## RECORD EXTRACTS
[Start of Attachment]

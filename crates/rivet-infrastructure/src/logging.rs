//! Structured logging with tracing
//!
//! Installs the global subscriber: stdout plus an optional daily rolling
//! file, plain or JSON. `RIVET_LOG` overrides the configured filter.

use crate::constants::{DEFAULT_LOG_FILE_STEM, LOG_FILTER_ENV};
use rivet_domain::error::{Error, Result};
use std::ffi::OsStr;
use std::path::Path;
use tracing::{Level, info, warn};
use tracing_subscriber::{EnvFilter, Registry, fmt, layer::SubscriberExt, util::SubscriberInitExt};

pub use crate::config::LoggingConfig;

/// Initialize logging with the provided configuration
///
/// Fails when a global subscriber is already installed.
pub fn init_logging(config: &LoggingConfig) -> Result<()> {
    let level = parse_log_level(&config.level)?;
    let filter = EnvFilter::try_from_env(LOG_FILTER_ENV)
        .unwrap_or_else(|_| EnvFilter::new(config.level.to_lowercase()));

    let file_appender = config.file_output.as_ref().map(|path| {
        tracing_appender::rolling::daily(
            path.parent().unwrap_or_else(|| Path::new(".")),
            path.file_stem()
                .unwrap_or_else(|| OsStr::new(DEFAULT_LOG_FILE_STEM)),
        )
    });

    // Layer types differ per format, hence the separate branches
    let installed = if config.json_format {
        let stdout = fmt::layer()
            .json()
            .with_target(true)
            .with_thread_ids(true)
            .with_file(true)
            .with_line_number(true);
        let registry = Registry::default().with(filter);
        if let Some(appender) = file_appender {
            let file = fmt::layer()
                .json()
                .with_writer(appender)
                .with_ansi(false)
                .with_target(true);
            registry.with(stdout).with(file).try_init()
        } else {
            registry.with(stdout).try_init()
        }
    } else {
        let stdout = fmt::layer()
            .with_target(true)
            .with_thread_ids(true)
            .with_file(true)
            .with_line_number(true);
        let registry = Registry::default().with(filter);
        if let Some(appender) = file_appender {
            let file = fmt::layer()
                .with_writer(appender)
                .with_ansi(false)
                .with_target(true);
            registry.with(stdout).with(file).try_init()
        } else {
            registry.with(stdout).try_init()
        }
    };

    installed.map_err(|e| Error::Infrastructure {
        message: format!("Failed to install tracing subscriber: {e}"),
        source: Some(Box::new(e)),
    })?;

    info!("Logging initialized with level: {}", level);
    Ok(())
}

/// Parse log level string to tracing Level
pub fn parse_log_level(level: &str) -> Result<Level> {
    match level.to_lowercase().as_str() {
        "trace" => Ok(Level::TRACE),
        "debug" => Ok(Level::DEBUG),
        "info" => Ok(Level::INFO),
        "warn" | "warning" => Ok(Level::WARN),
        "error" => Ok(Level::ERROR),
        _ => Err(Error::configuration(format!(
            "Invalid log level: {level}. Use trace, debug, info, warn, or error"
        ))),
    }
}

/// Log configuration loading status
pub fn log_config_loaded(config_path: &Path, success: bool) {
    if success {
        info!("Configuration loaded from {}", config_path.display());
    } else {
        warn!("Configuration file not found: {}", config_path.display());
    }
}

[End of Attachment]
[Start of Attachment]

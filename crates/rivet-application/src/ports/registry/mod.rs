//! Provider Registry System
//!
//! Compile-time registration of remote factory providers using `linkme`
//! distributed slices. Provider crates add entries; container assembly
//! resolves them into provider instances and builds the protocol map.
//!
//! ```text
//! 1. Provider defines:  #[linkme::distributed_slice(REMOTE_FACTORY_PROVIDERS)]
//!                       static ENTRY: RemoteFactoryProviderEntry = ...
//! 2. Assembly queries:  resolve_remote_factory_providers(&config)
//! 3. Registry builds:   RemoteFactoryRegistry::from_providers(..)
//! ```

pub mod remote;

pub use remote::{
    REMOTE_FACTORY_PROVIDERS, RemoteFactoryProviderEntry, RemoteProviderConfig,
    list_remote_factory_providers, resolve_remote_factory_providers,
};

[End of Attachment]
[Start of Attachment]

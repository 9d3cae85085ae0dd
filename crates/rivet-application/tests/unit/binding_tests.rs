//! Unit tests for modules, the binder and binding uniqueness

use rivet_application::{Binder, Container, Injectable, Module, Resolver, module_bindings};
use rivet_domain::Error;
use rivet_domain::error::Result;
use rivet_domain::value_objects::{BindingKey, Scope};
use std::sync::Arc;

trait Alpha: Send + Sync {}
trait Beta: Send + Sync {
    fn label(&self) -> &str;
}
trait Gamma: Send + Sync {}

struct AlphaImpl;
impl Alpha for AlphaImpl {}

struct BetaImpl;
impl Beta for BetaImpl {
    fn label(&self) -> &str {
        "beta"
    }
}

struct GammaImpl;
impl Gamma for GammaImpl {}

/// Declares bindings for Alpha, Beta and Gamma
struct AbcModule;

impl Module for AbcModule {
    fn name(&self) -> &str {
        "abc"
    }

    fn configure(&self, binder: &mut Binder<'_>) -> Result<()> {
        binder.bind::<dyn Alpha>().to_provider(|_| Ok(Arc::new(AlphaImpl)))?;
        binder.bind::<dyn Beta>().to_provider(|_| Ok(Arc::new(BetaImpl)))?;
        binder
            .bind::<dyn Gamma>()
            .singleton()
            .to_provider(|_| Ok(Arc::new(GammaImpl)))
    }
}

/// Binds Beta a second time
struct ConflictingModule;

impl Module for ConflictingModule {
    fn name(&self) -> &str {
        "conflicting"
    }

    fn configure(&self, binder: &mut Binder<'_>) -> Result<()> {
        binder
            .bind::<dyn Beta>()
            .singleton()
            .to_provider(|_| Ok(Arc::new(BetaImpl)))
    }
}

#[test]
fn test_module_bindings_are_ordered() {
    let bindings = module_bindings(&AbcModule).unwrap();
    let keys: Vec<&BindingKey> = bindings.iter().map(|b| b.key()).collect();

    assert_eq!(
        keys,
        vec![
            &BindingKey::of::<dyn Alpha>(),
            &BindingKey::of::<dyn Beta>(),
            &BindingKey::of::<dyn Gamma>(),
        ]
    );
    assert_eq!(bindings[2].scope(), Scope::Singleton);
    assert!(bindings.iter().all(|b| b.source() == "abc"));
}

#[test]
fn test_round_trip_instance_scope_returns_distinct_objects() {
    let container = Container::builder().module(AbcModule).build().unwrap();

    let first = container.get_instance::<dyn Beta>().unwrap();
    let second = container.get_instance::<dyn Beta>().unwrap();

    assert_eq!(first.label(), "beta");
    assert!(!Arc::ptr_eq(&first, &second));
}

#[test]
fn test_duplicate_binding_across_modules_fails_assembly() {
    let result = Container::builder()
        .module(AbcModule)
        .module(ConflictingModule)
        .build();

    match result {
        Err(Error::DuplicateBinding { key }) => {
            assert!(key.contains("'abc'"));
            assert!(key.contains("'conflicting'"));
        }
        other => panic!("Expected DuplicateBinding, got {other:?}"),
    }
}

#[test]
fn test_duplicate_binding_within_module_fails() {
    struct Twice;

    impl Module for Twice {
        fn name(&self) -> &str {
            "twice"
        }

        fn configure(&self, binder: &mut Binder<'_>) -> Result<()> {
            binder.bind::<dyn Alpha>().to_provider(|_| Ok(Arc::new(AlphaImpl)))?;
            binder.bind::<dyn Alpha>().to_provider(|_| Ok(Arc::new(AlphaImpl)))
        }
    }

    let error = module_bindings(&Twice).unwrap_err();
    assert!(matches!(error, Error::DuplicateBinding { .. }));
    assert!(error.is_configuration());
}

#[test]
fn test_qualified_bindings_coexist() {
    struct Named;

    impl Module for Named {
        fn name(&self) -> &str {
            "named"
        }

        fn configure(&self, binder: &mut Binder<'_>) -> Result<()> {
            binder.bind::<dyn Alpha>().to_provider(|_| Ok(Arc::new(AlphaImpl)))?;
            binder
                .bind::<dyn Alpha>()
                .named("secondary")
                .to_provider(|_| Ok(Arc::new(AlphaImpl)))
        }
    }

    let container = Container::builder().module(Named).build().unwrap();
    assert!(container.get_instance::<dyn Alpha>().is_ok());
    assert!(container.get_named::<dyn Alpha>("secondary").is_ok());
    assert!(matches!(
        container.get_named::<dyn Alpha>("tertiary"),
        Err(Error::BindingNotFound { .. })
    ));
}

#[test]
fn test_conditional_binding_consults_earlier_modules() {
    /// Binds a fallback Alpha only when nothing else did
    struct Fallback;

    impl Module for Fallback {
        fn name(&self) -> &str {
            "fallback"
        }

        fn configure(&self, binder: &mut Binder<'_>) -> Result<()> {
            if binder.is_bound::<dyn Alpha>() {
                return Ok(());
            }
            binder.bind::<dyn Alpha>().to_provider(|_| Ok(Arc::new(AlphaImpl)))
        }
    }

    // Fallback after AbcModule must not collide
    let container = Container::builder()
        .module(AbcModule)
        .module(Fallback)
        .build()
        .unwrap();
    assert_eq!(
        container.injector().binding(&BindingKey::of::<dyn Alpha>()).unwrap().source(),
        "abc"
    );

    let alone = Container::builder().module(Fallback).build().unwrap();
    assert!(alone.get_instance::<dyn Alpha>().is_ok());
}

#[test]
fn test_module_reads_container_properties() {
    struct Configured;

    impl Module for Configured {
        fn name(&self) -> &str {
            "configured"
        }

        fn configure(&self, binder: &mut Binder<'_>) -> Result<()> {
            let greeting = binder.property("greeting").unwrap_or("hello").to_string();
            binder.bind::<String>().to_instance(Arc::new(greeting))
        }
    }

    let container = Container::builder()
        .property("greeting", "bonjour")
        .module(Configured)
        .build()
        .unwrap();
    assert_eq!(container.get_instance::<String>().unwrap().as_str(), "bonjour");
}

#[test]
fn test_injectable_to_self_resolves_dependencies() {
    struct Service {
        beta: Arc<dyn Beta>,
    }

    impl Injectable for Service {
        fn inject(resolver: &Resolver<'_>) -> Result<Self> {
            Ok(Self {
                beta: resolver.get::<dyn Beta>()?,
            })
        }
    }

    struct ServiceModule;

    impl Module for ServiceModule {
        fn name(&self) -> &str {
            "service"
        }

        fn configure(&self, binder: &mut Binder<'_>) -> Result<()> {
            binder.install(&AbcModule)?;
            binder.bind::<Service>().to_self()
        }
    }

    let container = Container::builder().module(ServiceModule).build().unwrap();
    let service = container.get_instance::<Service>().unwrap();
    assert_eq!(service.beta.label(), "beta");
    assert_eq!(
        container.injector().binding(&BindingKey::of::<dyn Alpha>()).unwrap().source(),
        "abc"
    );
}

[End of Attachment]

## TASK DESCRIPTION
If a line in the listing holds the word "alone", list that line.

## OUTPUT OF THE EXERCISE
    let alone = Container::builder().module(Fallback).build().unwrap();
    assert!(alone.get_instance::<dyn Alpha>().is_ok());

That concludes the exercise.